◆ What to do ◆
Scan the data below and give the number of lines that include the word "InMemoryOrderRepository", with no other words.

(Stored items)
#[cfg(test)]
mod tests {
    use super::*;
    use checkout_core::PaymentState;
    use crate::mock::{sample_order, InMemoryOrderRepository, MockCheckoutProvider};

    struct Fixture {
        provider: Arc<MockCheckoutProvider>,
        orders: Arc<InMemoryOrderRepository>,
        reconciler: Reconciler,
        order: Order,
    }

    fn fixture() -> Fixture {
        let provider = Arc::new(MockCheckoutProvider::new());
        let orders = Arc::new(InMemoryOrderRepository::new());
        let order = sample_order();
        orders.insert(order.clone());
        let reconciler = Reconciler::new(provider.clone(), orders.clone());
        Fixture { provider, orders, reconciler, order }
    }

    #[tokio::test]
    async fn test_missing_reference_fails() {
        let f = fixture();
        let result = f.reconciler.complete(&f.order, None).await;
        assert_eq!(result.failure_reason(), Some(FAILED_TO_FIND_SESSION));
        assert_eq!(f.orders.state_writes(), 0);
    }

    #[tokio::test]
    async fn test_unknown_session_fails() {
        let f = fixture();
        let result = f.reconciler.complete(&f.order, Some("cs_missing")).await;
        assert_eq!(result.failure_reason(), Some(FAILED_TO_FIND_SESSION));
    }

    #[tokio::test]
    async fn test_session_without_intent_fails_without_mutation() {
        let f = fixture();
        let session_id = f.provider.open_session(f.order.id);

        let result = f.reconciler.complete(&f.order, Some(&session_id)).await;

        assert_eq!(result.failure_reason(), Some(FAILED_TO_FIND_SESSION));
        assert_eq!(f.orders.payment_state(f.order.id), Some(PaymentState::Pending));
        assert_eq!(f.orders.state_writes(), 0);
    }

    #[tokio::test]
    async fn test_session_for_other_order_fails() {
        let f = fixture();
        let session_id = f.provider.open_session(Uuid::new_v4());
        f.provider.attach_intent(&session_id, IntentStatus::Succeeded);

        let result = f.reconciler.complete(&f.order, Some(&session_id)).await;

        assert_eq!(result.failure_reason(), Some(SESSION_ORDER_MISMATCH));
        assert_eq!(f.orders.state_writes(), 0);
    }

    #[tokio::test]
    async fn test_requires_capture_is_captured_once() {
        let f = fixture();
        let session_id = f.provider.open_session(f.order.id);
        let intent_id = f.provider.attach_intent(&session_id, IntentStatus::RequiresCapture);
        f.provider.set_capture_result(&intent_id, IntentStatus::Succeeded);

        let result = f.reconciler.complete(&f.order, Some(&session_id)).await;

        assert!(result.is_success());
        assert_eq!(f.provider.capture_calls(), 1);
        assert_eq!(f.orders.payment_state(f.order.id), Some(PaymentState::Paid));
    }

    #[tokio::test]
    async fn test_capture_result_drives_branching() {
        let f = fixture();
        let session_id = f.provider.open_session(f.order.id);
        let intent_id = f.provider.attach_intent(&session_id, IntentStatus::RequiresCapture);
        f.provider.set_capture_result(&intent_id, IntentStatus::Processing);

        let result = f.reconciler.complete(&f.order, Some(&session_id)).await;

        assert_eq!(result, PaymentResult::Pending);
        assert_eq!(f.provider.capture_calls(), 1);
        assert_eq!(f.orders.payment_state(f.order.id), Some(PaymentState::Pending));
    }

    #[tokio::test]
    async fn test_processing_is_pending() {
        let f = fixture();
        let session_id = f.provider.open_session(f.order.id);
        f.provider.attach_intent(&session_id, IntentStatus::Processing);

        let result = f.reconciler.complete(&f.order, Some(&session_id)).await;

        assert_eq!(result, PaymentResult::Pending);
        assert_eq!(f.provider.capture_calls(), 0);
        assert_eq!(f.orders.state_writes(), 0);
    }

    #[tokio::test]
    async fn test_unsettled_status_fails_with_status_evidence() {
        let f = fixture();
        let session_id = f.provider.open_session(f.order.id);
        f.provider.attach_intent(&session_id, IntentStatus::RequiresPaymentMethod);

        let result = f.reconciler.complete(&f.order, Some(&session_id)).await;

        match result {
            PaymentResult::Failure { reason, evidence } => {
                assert_eq!(reason, FAILED_TO_CAPTURE);
                assert_eq!(evidence["status"], "requires_payment_method");
            }
            other => panic!("expected failure, got {:?}", other),
        }
        assert_eq!(f.orders.payment_state(f.order.id), Some(PaymentState::Pending));
    }

    #[tokio::test]
    async fn test_canceled_intent_marks_order_failed() {
        let f = fixture();
        let session_id = f.provider.open_session(f.order.id);
        f.provider.attach_intent(&session_id, IntentStatus::Canceled);

        let result = f.reconciler.complete(&f.order, Some(&session_id)).await;

        assert!(result.is_failure());
        assert_eq!(f.orders.payment_state(f.order.id), Some(PaymentState::Failed));
    }

    #[tokio::test]
    async fn test_webhook_marks_paid_once() {
        let f = fixture();
        let session_id = f.provider.open_session(f.order.id);
        f.provider.attach_intent(&session_id, IntentStatus::Succeeded);
        f.provider.set_session_payment_status(&session_id, SessionPaymentStatus::Paid);

        let first = f.reconciler.complete_webhook(&session_id).await.unwrap();
        assert_eq!(first.payment_state, PaymentState::Paid);

        let second = f.reconciler.complete_webhook(&session_id).await.unwrap();
        assert_eq!(second.payment_state, PaymentState::Paid);
        assert_eq!(f.orders.state_writes(), 1);
    }

    /// Holds every `mark_paid` at a barrier so two reconciliations both pass
    /// the paid guard before either writes.
    struct RacingOrderRepository {
        inner: Arc<InMemoryOrderRepository>,
        barrier: tokio::sync::Barrier,
        lost: std::sync::atomic::AtomicUsize,
    }

    impl RacingOrderRepository {
        fn new(inner: Arc<InMemoryOrderRepository>) -> Self {
            Self {
                inner,
                barrier: tokio::sync::Barrier::new(2),
                lost: std::sync::atomic::AtomicUsize::new(0),
            }
        }

        fn lost(&self) -> usize {
            self.lost.load(std::sync::atomic::Ordering::SeqCst)
        }
    }

    #[async_trait::async_trait]
    impl OrderRepository for RacingOrderRepository {
        async fn get_order(&self, id: Uuid) -> Result<Option<Order>, RepositoryError> {
            self.inner.get_order(id).await
        }

        async fn mark_paid(&self, id: Uuid) -> Result<bool, RepositoryError> {
            self.barrier.wait().await;
            let transitioned = self.inner.mark_paid(id).await?;
            if !transitioned {
                self.lost.fetch_add(1, std::sync::atomic::Ordering::SeqCst);
            }
            Ok(transitioned)
        }

        async fn mark_failed(&self, id: Uuid) -> Result<bool, RepositoryError> {
            self.inner.mark_failed(id).await
        }
    }

    fn racing_fixture() -> (Fixture, Arc<RacingOrderRepository>, Reconciler) {
        let f = fixture();
        let racing = Arc::new(RacingOrderRepository::new(f.orders.clone()));
        let reconciler = Reconciler::new(f.provider.clone(), racing.clone());
        (f, racing, reconciler)
    }

    #[tokio::test]
    async fn test_racing_webhooks_settle_once() {
        let (f, racing, reconciler) = racing_fixture();
        let session_id = f.provider.open_session(f.order.id);
        f.provider.set_session_payment_status(&session_id, SessionPaymentStatus::Paid);

        let (a, b) = tokio::join!(
            reconciler.complete_webhook(&session_id),
            reconciler.complete_webhook(&session_id)
        );

        assert_eq!(a.unwrap().payment_state, PaymentState::Paid);
        assert_eq!(b.unwrap().payment_state, PaymentState::Paid);
        assert_eq!(racing.lost(), 1);
        assert_eq!(f.orders.state_writes(), 1);
    }

    #[tokio::test]
    async fn test_return_racing_webhook_settles_once() {
        let (f, racing, reconciler) = racing_fixture();
        let session_id = f.provider.open_session(f.order.id);
        f.provider.attach_intent(&session_id, IntentStatus::Succeeded);
        f.provider.set_session_payment_status(&session_id, SessionPaymentStatus::Paid);

        let (returned, delivered) = tokio::join!(
            reconciler.complete(&f.order, Some(&session_id)),
            reconciler.complete_webhook(&session_id)
        );

        assert!(returned.is_success());
        assert_eq!(delivered.unwrap().payment_state, PaymentState::Paid);
        assert_eq!(racing.lost(), 1);
        assert_eq!(f.orders.state_writes(), 1);
        assert_eq!(f.orders.payment_state(f.order.id), Some(PaymentState::Paid));
    }

    #[tokio::test]
    async fn test_webhook_for_unpaid_session_is_fatal() {
        let f = fixture();
        let session_id = f.provider.open_session(f.order.id);

        let err = f.reconciler.complete_webhook(&session_id).await.unwrap_err();

        assert!(matches!(err, ReconcileError::PaymentNotPaid { status: SessionPaymentStatus::Unpaid, .. }));
        assert_eq!(f.orders.state_writes(), 0);
    }

    #[tokio::test]
    async fn test_webhook_on_paid_order_skips_status_check() {
        let f = fixture();
        f.orders.mark_paid(f.order.id).await.unwrap();
        let session_id = f.provider.open_session(f.order.id);

        // Session still reports unpaid, the guard returns before the check
        let order = f.reconciler.complete_webhook(&session_id).await.unwrap();
        assert_eq!(order.payment_state, PaymentState::Paid);
        assert_eq!(f.orders.state_writes(), 1);
    }

    #[tokio::test]
    async fn test_webhook_unknown_session_and_order() {
        let f = fixture();
        let err = f.reconciler.complete_webhook("cs_missing").await.unwrap_err();
        assert!(matches!(err, ReconcileError::SessionLookup { .. }));

        let orphan = Uuid::new_v4();
        let session_id = f.provider.open_session(orphan);
        f.provider.set_session_payment_status(&session_id, SessionPaymentStatus::Paid);
        let err = f.reconciler.complete_webhook(&session_id).await.unwrap_err();
        assert!(matches!(err, ReconcileError::OrderNotFound(id) if id == orphan));
    }

    #[tokio::test]
    async fn test_failed_order_can_still_be_paid_by_webhook() {
        let f = fixture();
        f.orders.mark_failed(f.order.id).await.unwrap();
        let session_id = f.provider.open_session(f.order.id);
        f.provider.set_session_payment_status(&session_id, SessionPaymentStatus::Paid);

        let order = f.reconciler.complete_webhook(&session_id).await.unwrap();
        assert_eq!(order.payment_state, PaymentState::Paid);
    }

    #[tokio::test]
    async fn test_return_then_webhook_scenario() {
        let f = fixture();
        let session_id = f.provider.open_session(f.order.id);
        let intent_id = f.provider.attach_intent(&session_id, IntentStatus::RequiresCapture);
        f.provider.set_capture_result(&intent_id, IntentStatus::Succeeded);

        let result = f.reconciler.complete(&f.order, Some(&session_id)).await;
        assert!(result.is_success());
        assert_eq!(f.provider.capture_calls(), 1);

        f.provider.set_session_payment_status(&session_id, SessionPaymentStatus::Paid);
        let order = f.reconciler.complete_webhook(&session_id).await.unwrap();
        assert_eq!(order.payment_state, PaymentState::Paid);

        let again = f.reconciler.complete_webhook(&session_id).await.unwrap();
        assert_eq!(again.payment_state, PaymentState::Paid);
        assert_eq!(f.orders.state_writes(), 1);
    }
}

◆ Output of the exercise ◆
5